Patient satisfaction has only recently gained attention as an outcome measure in orthopaedics, where it has been reported for joint replacement surgery. Little has been published regarding predictors of patient satisfaction in orthopaedic trauma. This study aims to explore the predictors of patient satisfaction, and of surgeon satisfaction, after orthopaedic trauma. Adult patients admitted to hospital with fractures after motor vehicle trauma were surveyed on admission, and at six months. Demographic, injury, socio-economic and compensation-related factors were measured. The two outcomes were satisfaction with progress of the injury, and satisfaction with recovery. The treating surgeons were also surveyed at six months to determine surgeon satisfaction with progress, and recovery (using the same questions), and the presence or absence of fracture union and any complications. Multivariate analysis was used to determine significant predictors of satisfaction for both groups, and satisfaction rates were compared between surgeons and patients using multivariable analysis. Of 306 patients recruited, 232 (75.8%) returned completed questionnaires, but only 141 (46.1%) surgeons responded. Patients rated their satisfaction with progress and recovery as 74.6% and 44.4%, respectively, whereas surgeon-rated satisfaction with progress and recovery was 88.0% and 66.7%, respectively (p<
0.0001).
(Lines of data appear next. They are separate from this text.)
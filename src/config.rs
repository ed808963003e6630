//! Configuration types for dict-cracker
//!
//! This module defines:
//! - CLI argument parsing using clap derive macros
//! - Runtime configuration with validation

use crate::crack::producer::DEFAULT_BATCH_SIZE;
use crate::crack::queue::DEFAULT_QUEUE_SIZE;
use crate::error::ConfigError;
use clap::Parser;
use std::path::{Path, PathBuf};

/// Maximum reasonable thread count per pool
const MAX_WORKERS: usize = 512;

/// Minimum queue size
const MIN_QUEUE_SIZE: usize = 1;

/// Minimum batch size
const MIN_BATCH_SIZE: usize = 1;

/// Multi-threaded dictionary attack against a SHA-256 digest
#[derive(Parser, Debug, Clone)]
#[command(
    name = "dict-cracker",
    version,
    about = "Multi-threaded dictionary attack against a SHA-256 digest",
    long_about = "Streams words from a dictionary through a bounded queue to a pool of consumers.\n\n\
                  Each word is expanded into 88 candidates (i->!, l->1, o->0 substitutions, each\n\
                  with and without a trailing digit) and hashed with SHA-256. The first candidate\n\
                  matching the target digest is written to the output file.",
    after_help = "EXAMPLES:\n    \
        dict-cracker words.txt target.txt found.txt 2 8\n    \
        dict-cracker words.txt target.txt found.txt 4 4 --queue-size 50000 -q"
)]
pub struct CliArgs {
    /// Dictionary file (whitespace-delimited words)
    #[arg(value_name = "DICTIONARY")]
    pub dictionary: PathBuf,

    /// File holding the 64-character hex SHA-256 target
    #[arg(value_name = "TARGET")]
    pub target: PathBuf,

    /// File to write the matching password to
    #[arg(value_name = "OUTPUT")]
    pub output: PathBuf,

    /// Number of producer threads
    #[arg(value_name = "PRODUCERS")]
    pub producers: usize,

    /// Number of consumer threads
    #[arg(value_name = "CONSUMERS")]
    pub consumers: usize,

    /// Shared queue capacity in words (controls memory usage)
    #[arg(long, default_value_t = DEFAULT_QUEUE_SIZE, value_name = "NUM")]
    pub queue_size: usize,

    /// Words each producer collects before pushing to the queue
    #[arg(short = 'b', long, default_value_t = DEFAULT_BATCH_SIZE, value_name = "NUM")]
    pub batch_size: usize,

    /// Quiet mode - suppress progress output
    #[arg(short = 'q', long)]
    pub quiet: bool,

    /// Verbose output (debug logging)
    #[arg(short = 'v', long)]
    pub verbose: bool,
}

/// Validated runtime configuration
#[derive(Debug, Clone)]
pub struct CrackConfig {
    /// Dictionary file
    pub dictionary_path: PathBuf,

    /// Target digest file
    pub target_path: PathBuf,

    /// Result file
    pub output_path: PathBuf,

    /// Number of producer threads
    pub producer_count: usize,

    /// Number of consumer threads
    pub consumer_count: usize,

    /// Shared queue capacity
    pub queue_size: usize,

    /// Producer batch size
    pub batch_size: usize,

    /// Show progress indicator
    pub show_progress: bool,

    /// Verbose logging
    pub verbose: bool,
}

impl CrackConfig {
    /// Configuration with default queue and batch sizes, not yet validated
    pub fn new(
        dictionary_path: impl Into<PathBuf>,
        target_path: impl Into<PathBuf>,
        output_path: impl Into<PathBuf>,
        producer_count: usize,
        consumer_count: usize,
    ) -> Self {
        Self {
            dictionary_path: dictionary_path.into(),
            target_path: target_path.into(),
            output_path: output_path.into(),
            producer_count,
            consumer_count,
            queue_size: DEFAULT_QUEUE_SIZE,
            batch_size: DEFAULT_BATCH_SIZE,
            show_progress: false,
            verbose: false,
        }
    }

    /// Create and validate configuration from CLI arguments
    pub fn from_args(args: CliArgs) -> Result<Self, ConfigError> {
        let config = Self {
            dictionary_path: args.dictionary,
            target_path: args.target,
            output_path: args.output,
            producer_count: args.producers,
            consumer_count: args.consumers,
            queue_size: args.queue_size,
            batch_size: args.batch_size,
            show_progress: !args.quiet,
            verbose: args.verbose,
        };

        config.validate()?;
        Ok(config)
    }

    /// Check counts, sizes and paths
    pub fn validate(&self) -> Result<(), ConfigError> {
        validate_count("producer", self.producer_count)?;
        validate_count("consumer", self.consumer_count)?;

        if self.queue_size < MIN_QUEUE_SIZE {
            return Err(ConfigError::InvalidQueueSize {
                size: self.queue_size,
                min: MIN_QUEUE_SIZE,
            });
        }

        // A batch larger than the queue could never be inserted
        if self.batch_size < MIN_BATCH_SIZE || self.batch_size > self.queue_size {
            return Err(ConfigError::InvalidBatchSize {
                size: self.batch_size,
                min: MIN_BATCH_SIZE,
                max: self.queue_size,
            });
        }

        validate_input_file(&self.dictionary_path)?;
        validate_input_file(&self.target_path)?;

        if self.output_path.is_dir() {
            return Err(ConfigError::InvalidOutputPath {
                path: self.output_path.clone(),
                reason: "Path is a directory".to_string(),
            });
        }

        if let Some(parent) = self.output_path.parent() {
            if !parent.as_os_str().is_empty() && !parent.exists() {
                return Err(ConfigError::InvalidOutputPath {
                    path: self.output_path.clone(),
                    reason: format!("Parent directory '{}' does not exist", parent.display()),
                });
            }
        }

        Ok(())
    }

    /// Total worker threads
    pub fn thread_count(&self) -> usize {
        self.producer_count + self.consumer_count
    }
}

fn validate_count(role: &'static str, count: usize) -> Result<(), ConfigError> {
    if count == 0 || count > MAX_WORKERS {
        return Err(ConfigError::InvalidWorkerCount {
            role,
            count,
            max: MAX_WORKERS,
        });
    }
    Ok(())
}

fn validate_input_file(path: &Path) -> Result<(), ConfigError> {
    if !path.exists() {
        return Err(ConfigError::InvalidInputPath {
            path: path.to_path_buf(),
            reason: "ensure file exists and entered correctly".to_string(),
        });
    }

    if !path.is_file() {
        return Err(ConfigError::InvalidInputPath {
            path: path.to_path_buf(),
            reason: "not a regular file".to_string(),
        });
    }

    Ok(())
}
Significant predictors of patient dissatisfaction were: blaming others for the injury, being female, and using a lawyer. Patient-rated outcome was not significantly associated with objective injury or treatment factors. The only significant predictor of surgeon dissatisfaction was fracture non-union. Orthopaedic surgeons overestimated the progress of the injury and the level of recovery compared to patients’ own ratings. Surgeons’ ratings are influenced by objective, treatment-related factors, whereas patients’ ratings were not. Measures of outcome commonly used b y orthopaedic surgeons, such as fracture union, do not predict patient satisfaction.